Emek Partisi (EMEP) Maraş depremlerinin altıncı ayına ilişkin hazırladığı ayrıntılı raporu kamuoyuyla paylaştı. EMEP Genel Başkanı Selma Gürkan ve Antep Milletvekili Sevda Karaca, parti genel merkezinde yapılan basın toplantısında deprem bölgelerinde yapılan gözlem ve buluşmalardan çıkan sonuçları 7 başlıkta sıraladı.
Raporda öne çıkan detaylar şöyle:
1- BARINMA: AĞIR KOŞULLAR, BELİRSİZLİK, AYRIMCILIK
Çadır kentlerin koşullarının iyi olmadığı, sıcakların etkisi, su yokluğu, banyo tuvalet konusunda yaşanan eksiklikler yüzünden sıkıntı yaşandığına dikkat çekilen rapora göre;
- Yurttaşlar, devletten psikososyal destek, geçimi kolaylaştıracak yeterli nakdi destek alamadı. Geçinebilmek için hamallık, taşımacılık, gündelik temizlik, açık dükkanlarda temizlik, servis gibi işler yapmak zorunda kaldı.

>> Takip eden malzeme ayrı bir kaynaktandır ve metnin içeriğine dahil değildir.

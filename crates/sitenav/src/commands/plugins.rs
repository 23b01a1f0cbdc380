//! `sitenav plugins` command implementation.

use std::path::PathBuf;

use clap::Args;
use serde::Serialize;
use sitenav_config::{BundlerConfig, Config, PluginDescriptor};

use crate::error::CliError;
use crate::output::Output;

/// Arguments for the plugins command.
#[derive(Args)]
pub(crate) struct PluginsArgs {
    /// Path to configuration file (default: auto-discover sitenav.toml).
    #[arg(short, long)]
    config: Option<PathBuf>,

    /// Pretty-print the JSON output.
    #[arg(long)]
    pretty: bool,
}

/// Plugin section of the build handed to the site generator.
#[derive(Serialize)]
struct PluginReport<'a> {
    plugins: Vec<PluginDescriptor>,
    #[serde(skip_serializing_if = "Option::is_none")]
    bundler: Option<&'a BundlerConfig>,
}

impl PluginsArgs {
    /// Execute the plugins command.
    ///
    /// # Errors
    ///
    /// Returns an error if the configuration fails to load.
    pub(crate) fn execute(self, output: &Output) -> Result<(), CliError> {
        let config = Config::load(self.config.as_deref(), None)?;
        let report = report(&config)?;
        tracing::info!(plugins = report.plugins.len(), "Collected plugin descriptors");
        output.json(&report, self.pretty)
    }
}

fn report(config: &Config) -> Result<PluginReport<'_>, CliError> {
    Ok(PluginReport {
        plugins: config.plugin_descriptors()?,
        bundler: config.bundler.as_ref(),
    })
}

#[cfg(test)]
mod tests {
    use super::*;
    use std::path::Path;

    #[test]
    fn test_report_lists_plugins_in_order() {
        let config = Config::from_toml_str(
            r#"
[plugins.analytics]
id = "G-4H4K4S0QTD"

[plugins.highlighter]
theme = "nord"

[bundler]
css_presets = ["uno"]
"#,
            Path::new("/docs"),
        )
        .unwrap();

        let json = serde_json::to_value(report(&config).unwrap()).unwrap();

        assert_eq!(json["plugins"][0]["name"], "highlighter");
        assert_eq!(json["plugins"][0]["options"]["theme"], "nord");
        assert_eq!(json["plugins"][1]["name"], "analytics");
        assert_eq!(json["bundler"]["css_presets"][0], "uno");
    }

    #[test]
    fn test_report_without_bundler() {
        let config = Config::from_toml_str("", Path::new(".")).unwrap();

        let json = serde_json::to_value(report(&config).unwrap()).unwrap();

        assert_eq!(json, serde_json::json!({"plugins": []}));
    }
}
//! Locale, navbar and sidebar resolution for sitenav.
//!
//! This crate provides:
//! - [`Navigation`]: immutable per-page navigation lookups
//! - [`LocaleTable`] / [`LocaleBundle`]: merged per-locale settings
//! - Sidebar rendering with page titles from a [`PageTitles`] source
//!
//! # Quick Start
//!
//! ```
//! # fn main() -> Result<(), Box<dyn std::error::Error>> {
//! use std::path::Path;
//! use sitenav_config::Config;
//! use sitenav_site::{Navigation, NullPageTitles};
//!
//! let config = Config::from_toml_str(
//!     r#"
//! [locales."/"]
//! lang = "en-US"
//!
//! [locales."/zh-CN/"]
//! lang = "zh-CN"
//!
//! [theme.locales."/zh-CN/".sidebar]
//! "/zh-CN/guide/" = ["/zh-CN/guide/install/"]
//! "#,
//!     Path::new("."),
//! )?;
//! let nav = Navigation::from_config(&config)?;
//!
//! let page = nav.resolve_page("/zh-CN/guide/install/", &NullPageTitles);
//! assert_eq!(page.locale, "/zh-CN/");
//! assert_eq!(page.sidebar.len(), 1);
//! # Ok(())
//! # }
//! ```

mod edit_link;
mod locale;
mod navigation;
mod prefix;

pub use locale::{LocaleBundle, LocaleTable, UiStrings};
pub use navigation::{
    EditLink, LocaleLink, Navigation, NullPageTitles, PageTitles, ResolvedPage, SidebarItem,
    SidebarLink, SidebarSectionView, render_sidebar,
};

// Re-export configuration types that appear in resolver output
pub use sitenav_config::{NavbarGroup, NavbarItem, NavbarLink, SidebarEntry, SidebarSection};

- Çadır kentlerde üç öğün yemek uzun zamandır ikiye düşürülmüş ve kimi yerlerde kahvaltı varsa öğle yemeği, kimisinde de kahvaltı yok.
- Konteyner kentlerde ise depremzedeler kalabalık şekilde, dar alanda yaşamını sürdürmeye çalışıyor. Sıcakların giderek arttığı günlerde konteyner içinde durmak zorlaşırken; açık alanda insanların oturabileceği gölgelik bir yer bile bulunmuyor. Depremin ilk haftalarında ev kiralamak isteyenler, binanın sağlamlığını önceliklerken bu durum şimdilerde yerini, “uygun fiyatlı” ev bulmaya bıraktı. Sadece kira değil, depremden sonra nakliye, boya, tadilat, temizlik gibi birçok sektörde de fiyatlar en az üç katına çıktı.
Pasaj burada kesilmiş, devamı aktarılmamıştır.